Collected data
▼

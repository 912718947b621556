//! Evaluation metrics

use ndarray::Array2;
use serde::{Deserialize, Serialize};

use crate::data::Batch;
use crate::error::{Error, Result};
use crate::nn::{cross_entropy, forward, Parameters};

/// Loss and accuracy of a parameter set on one batch
#[derive(Debug, Clone, Copy, PartialEq, Serialize, Deserialize)]
pub struct Evaluation {
    pub loss: f64,
    pub accuracy: f64,
}

/// Index of the largest entry in each row; the first index wins ties
pub fn predict_classes(probabilities: &Array2<f64>) -> Vec<usize> {
    probabilities
        .rows()
        .into_iter()
        .map(|row| {
            row.iter()
                .enumerate()
                .fold((0, f64::NEG_INFINITY), |best, (i, &p)| {
                    if p > best.1 {
                        (i, p)
                    } else {
                        best
                    }
                })
                .0
        })
        .collect()
}

/// Fraction of predictions equal to the true class
pub fn accuracy(predicted: &[usize], truth: &[usize]) -> Result<f64> {
    if predicted.len() != truth.len() {
        return Err(Error::shape_mismatch(
            "accuracy labels",
            predicted.len(),
            truth.len(),
        ));
    }
    if predicted.is_empty() {
        return Ok(0.0);
    }

    let correct = predicted
        .iter()
        .zip(truth.iter())
        .filter(|(p, t)| p == t)
        .count();

    Ok(correct as f64 / predicted.len() as f64)
}

/// Forward pass only: loss and accuracy without touching the parameters
pub fn evaluate(params: &Parameters, batch: &Batch) -> Result<Evaluation> {
    batch.check_shape(&params.shape())?;

    let cache = forward(batch.features(), params)?;
    let probabilities = cache.probabilities();
    let loss = cross_entropy(probabilities, batch.targets())?;
    let accuracy = accuracy(&predict_classes(probabilities), &batch.labels())?;

    Ok(Evaluation { loss, accuracy })
}
//! Neural Network Module
//!
//! Building blocks of the two-layer classifier:
//! - Parameter store with seeded initialization
//! - Activation functions (ReLU, Softmax)
//! - Cross-entropy loss
//! - Forward and backward propagation
//! - Update rules (gradient descent, momentum, Adam)

mod activation;
mod loss;
mod network;
mod optimizer;
mod params;

pub use activation::{relu, relu_derivative, softmax};
pub use loss::{cross_entropy, EPSILON};
pub use network::{backward, compute_loss, forward, train_step, ForwardCache, StepOutput};
pub use optimizer::{Adam, GradientDescent, Momentum, Optimizer, OptimizerKind};
pub use params::{Gradients, InitScheme, NetworkShape, Parameters};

▲

Directions for this task:
Every line above in which the word "predicted" occurs needs to be copied.

Response to the exercise:
pub fn accuracy(predicted: &[usize], truth: &[usize]) -> Result<f64> {
    if predicted.len() != truth.len() {
            predicted.len(),
    if predicted.is_empty() {
    let correct = predicted
    Ok(correct as f64 / predicted.len() as f64)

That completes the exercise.